- _WORK ORDER_:
Reproduce each line of the material exactly as it reads.

- _MATERIAL PROVIDED_:
○ ○ ○ ○ ○ ○ ○

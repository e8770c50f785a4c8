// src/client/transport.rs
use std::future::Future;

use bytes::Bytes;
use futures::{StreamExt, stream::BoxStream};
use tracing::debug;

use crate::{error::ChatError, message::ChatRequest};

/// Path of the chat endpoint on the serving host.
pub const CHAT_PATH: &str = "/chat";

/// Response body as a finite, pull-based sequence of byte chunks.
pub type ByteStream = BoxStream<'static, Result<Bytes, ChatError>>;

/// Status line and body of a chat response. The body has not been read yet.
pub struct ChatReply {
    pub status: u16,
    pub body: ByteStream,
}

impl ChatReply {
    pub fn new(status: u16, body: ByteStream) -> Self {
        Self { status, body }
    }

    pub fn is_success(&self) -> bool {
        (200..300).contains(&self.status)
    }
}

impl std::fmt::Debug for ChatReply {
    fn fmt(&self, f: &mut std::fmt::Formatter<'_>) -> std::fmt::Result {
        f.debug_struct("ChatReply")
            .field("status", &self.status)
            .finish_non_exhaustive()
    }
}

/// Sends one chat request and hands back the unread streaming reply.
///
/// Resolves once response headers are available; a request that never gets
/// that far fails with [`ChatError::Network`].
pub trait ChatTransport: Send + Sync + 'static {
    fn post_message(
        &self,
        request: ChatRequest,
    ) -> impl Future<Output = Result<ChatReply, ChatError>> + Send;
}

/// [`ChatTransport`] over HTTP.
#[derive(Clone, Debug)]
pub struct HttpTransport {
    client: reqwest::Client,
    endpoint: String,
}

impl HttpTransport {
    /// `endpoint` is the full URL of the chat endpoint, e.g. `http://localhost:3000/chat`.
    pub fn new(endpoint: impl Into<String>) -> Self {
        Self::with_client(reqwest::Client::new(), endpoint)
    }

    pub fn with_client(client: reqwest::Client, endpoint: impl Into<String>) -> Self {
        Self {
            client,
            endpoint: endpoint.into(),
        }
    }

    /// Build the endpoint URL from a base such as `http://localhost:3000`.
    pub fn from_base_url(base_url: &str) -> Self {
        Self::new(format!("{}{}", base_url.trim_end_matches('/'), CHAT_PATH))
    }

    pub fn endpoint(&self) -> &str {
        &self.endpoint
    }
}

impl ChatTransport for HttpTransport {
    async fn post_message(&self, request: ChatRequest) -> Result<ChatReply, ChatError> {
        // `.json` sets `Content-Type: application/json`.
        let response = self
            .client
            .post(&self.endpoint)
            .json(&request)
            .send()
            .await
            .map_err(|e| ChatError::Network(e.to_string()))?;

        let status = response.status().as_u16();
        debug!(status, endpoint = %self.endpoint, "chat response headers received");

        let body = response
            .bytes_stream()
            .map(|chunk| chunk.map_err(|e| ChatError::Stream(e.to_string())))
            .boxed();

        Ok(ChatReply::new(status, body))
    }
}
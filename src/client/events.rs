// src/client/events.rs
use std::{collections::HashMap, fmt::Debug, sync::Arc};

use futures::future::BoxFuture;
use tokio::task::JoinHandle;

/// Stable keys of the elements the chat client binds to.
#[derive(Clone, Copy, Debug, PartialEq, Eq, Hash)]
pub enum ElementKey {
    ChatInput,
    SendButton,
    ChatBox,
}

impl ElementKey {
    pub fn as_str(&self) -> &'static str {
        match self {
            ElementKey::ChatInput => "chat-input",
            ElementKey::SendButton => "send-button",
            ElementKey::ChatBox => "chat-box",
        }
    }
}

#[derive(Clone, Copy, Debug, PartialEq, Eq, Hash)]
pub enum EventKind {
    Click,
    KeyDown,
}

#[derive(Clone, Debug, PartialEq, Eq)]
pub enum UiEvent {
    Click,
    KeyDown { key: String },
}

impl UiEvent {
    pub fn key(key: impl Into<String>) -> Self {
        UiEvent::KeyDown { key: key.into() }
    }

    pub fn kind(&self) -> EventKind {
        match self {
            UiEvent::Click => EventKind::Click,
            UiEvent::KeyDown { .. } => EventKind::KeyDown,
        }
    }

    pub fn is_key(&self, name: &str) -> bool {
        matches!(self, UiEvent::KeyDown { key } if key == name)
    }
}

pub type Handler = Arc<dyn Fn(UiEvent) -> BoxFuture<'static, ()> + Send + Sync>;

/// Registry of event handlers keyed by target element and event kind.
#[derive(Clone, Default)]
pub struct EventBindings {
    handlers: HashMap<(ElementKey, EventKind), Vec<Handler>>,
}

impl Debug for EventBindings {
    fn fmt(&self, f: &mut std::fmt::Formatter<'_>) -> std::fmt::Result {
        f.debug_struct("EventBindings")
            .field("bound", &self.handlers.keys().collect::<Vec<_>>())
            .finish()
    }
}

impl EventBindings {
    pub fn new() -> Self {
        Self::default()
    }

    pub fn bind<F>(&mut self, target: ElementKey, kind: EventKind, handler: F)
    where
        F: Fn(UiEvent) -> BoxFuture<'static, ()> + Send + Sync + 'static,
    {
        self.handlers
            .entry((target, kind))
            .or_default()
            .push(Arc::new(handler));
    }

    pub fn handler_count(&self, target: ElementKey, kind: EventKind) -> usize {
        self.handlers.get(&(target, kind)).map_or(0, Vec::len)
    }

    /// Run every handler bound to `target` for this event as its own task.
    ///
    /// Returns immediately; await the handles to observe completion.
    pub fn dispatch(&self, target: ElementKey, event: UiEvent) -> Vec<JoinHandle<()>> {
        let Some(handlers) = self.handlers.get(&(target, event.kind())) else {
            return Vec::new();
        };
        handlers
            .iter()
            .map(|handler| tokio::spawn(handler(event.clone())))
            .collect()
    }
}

○ ○ ○ ○ ○ ○ ○

- _EXPECTED OUTPUT_:
repository e8770c50f785a4c8
// src/client/transport.rs
use std::future::Future;

use bytes::Bytes;
use futures::{StreamExt, stream::BoxStream};
use tracing::debug;

use crate::{error::ChatError, message::ChatRequest};

/// Path of the chat endpoint on the serving host.
pub const CHAT_PATH: &str = "/chat";

/// Response body as a finite, pull-based sequence of byte chunks.
pub type ByteStream = BoxStream<'static, Result<Bytes, ChatError>>;

/// Status line and body of a chat response. The body has not been read yet.
pub struct ChatReply {
    pub status: u16,
    pub body: ByteStream,
}

impl ChatReply {
    pub fn new(status: u16, body: ByteStream) -> Self {
        Self { status, body }
    }

    pub fn is_success(&self) -> bool {
        (200..300).contains(&self.status)
    }
}

impl std::fmt::Debug for ChatReply {
    fn fmt(&self, f: &mut std::fmt::Formatter<'_>) -> std::fmt::Result {
        f.debug_struct("ChatReply")
            .field("status", &self.status)
            .finish_non_exhaustive()
    }
}

/// Sends one chat request and hands back the unread streaming reply.
///
/// Resolves once response headers are available; a request that never gets
/// that far fails with [`ChatError::Network`].
pub trait ChatTransport: Send + Sync + 'static {
    fn post_message(
        &self,
        request: ChatRequest,
    ) -> impl Future<Output = Result<ChatReply, ChatError>> + Send;
}

/// [`ChatTransport`] over HTTP.
#[derive(Clone, Debug)]
pub struct HttpTransport {
    client: reqwest::Client,
    endpoint: String,
}

impl HttpTransport {
    /// `endpoint` is the full URL of the chat endpoint, e.g. `http://localhost:3000/chat`.
    pub fn new(endpoint: impl Into<String>) -> Self {
        Self::with_client(reqwest::Client::new(), endpoint)
    }

    pub fn with_client(client: reqwest::Client, endpoint: impl Into<String>) -> Self {
        Self {
            client,
            endpoint: endpoint.into(),
        }
    }

    /// Build the endpoint URL from a base such as `http://localhost:3000`.
    pub fn from_base_url(base_url: &str) -> Self {
        Self::new(format!("{}{}", base_url.trim_end_matches('/'), CHAT_PATH))
    }

    pub fn endpoint(&self) -> &str {
        &self.endpoint
    }
}

impl ChatTransport for HttpTransport {
    async fn post_message(&self, request: ChatRequest) -> Result<ChatReply, ChatError> {
        // `.json` sets `Content-Type: application/json`.
        let response = self
            .client
            .post(&self.endpoint)
            .json(&request)
            .send()
            .await
            .map_err(|e| ChatError::Network(e.to_string()))?;

        let status = response.status().as_u16();
        debug!(status, endpoint = %self.endpoint, "chat response headers received");

        let body = response
            .bytes_stream()
            .map(|chunk| chunk.map_err(|e| ChatError::Stream(e.to_string())))
            .boxed();

        Ok(ChatReply::new(status, body))
    }
}
filename src/client/events.rs
// src/client/events.rs
use std::{collections::HashMap, fmt::Debug, sync::Arc};

use futures::future::BoxFuture;
use tokio::task::JoinHandle;

/// Stable keys of the elements the chat client binds to.
#[derive(Clone, Copy, Debug, PartialEq, Eq, Hash)]
pub enum ElementKey {
    ChatInput,
    SendButton,
    ChatBox,
}

impl ElementKey {
    pub fn as_str(&self) -> &'static str {
        match self {
            ElementKey::ChatInput => "chat-input",
            ElementKey::SendButton => "send-button",
            ElementKey::ChatBox => "chat-box",
        }
    }
}

#[derive(Clone, Copy, Debug, PartialEq, Eq, Hash)]
pub enum EventKind {
    Click,
    KeyDown,
}

#[derive(Clone, Debug, PartialEq, Eq)]
pub enum UiEvent {
    Click,
    KeyDown { key: String },
}

impl UiEvent {
    pub fn key(key: impl Into<String>) -> Self {
        UiEvent::KeyDown { key: key.into() }
    }

    pub fn kind(&self) -> EventKind {
        match self {
            UiEvent::Click => EventKind::Click,
            UiEvent::KeyDown { .. } => EventKind::KeyDown,
        }
    }

    pub fn is_key(&self, name: &str) -> bool {
        matches!(self, UiEvent::KeyDown { key } if key == name)
    }
}

pub type Handler = Arc<dyn Fn(UiEvent) -> BoxFuture<'static, ()> + Send + Sync>;

/// Registry of event handlers keyed by target element and event kind.
#[derive(Clone, Default)]
pub struct EventBindings {
    handlers: HashMap<(ElementKey, EventKind), Vec<Handler>>,
}

impl Debug for EventBindings {
    fn fmt(&self, f: &mut std::fmt::Formatter<'_>) -> std::fmt::Result {
        f.debug_struct("EventBindings")
            .field("bound", &self.handlers.keys().collect::<Vec<_>>())
            .finish()
    }
}

impl EventBindings {
    pub fn new() -> Self {
        Self::default()
    }

    pub fn bind<F>(&mut self, target: ElementKey, kind: EventKind, handler: F)
    where
        F: Fn(UiEvent) -> BoxFuture<'static, ()> + Send + Sync + 'static,
    {
        self.handlers
            .entry((target, kind))
            .or_default()
            .push(Arc::new(handler));
    }

    pub fn handler_count(&self, target: ElementKey, kind: EventKind) -> usize {
        self.handlers.get(&(target, kind)).map_or(0, Vec::len)
    }

    /// Run every handler bound to `target` for this event as its own task.
    ///
    /// Returns immediately; await the handles to observe completion.
    pub fn dispatch(&self, target: ElementKey, event: UiEvent) -> Vec<JoinHandle<()>> {
        let Some(handlers) = self.handlers.get(&(target, event.kind())) else {
            return Vec::new();
        };
        handlers
            .iter()
            .map(|handler| tokio::spawn(handler(event.clone())))
            .collect()
    }
}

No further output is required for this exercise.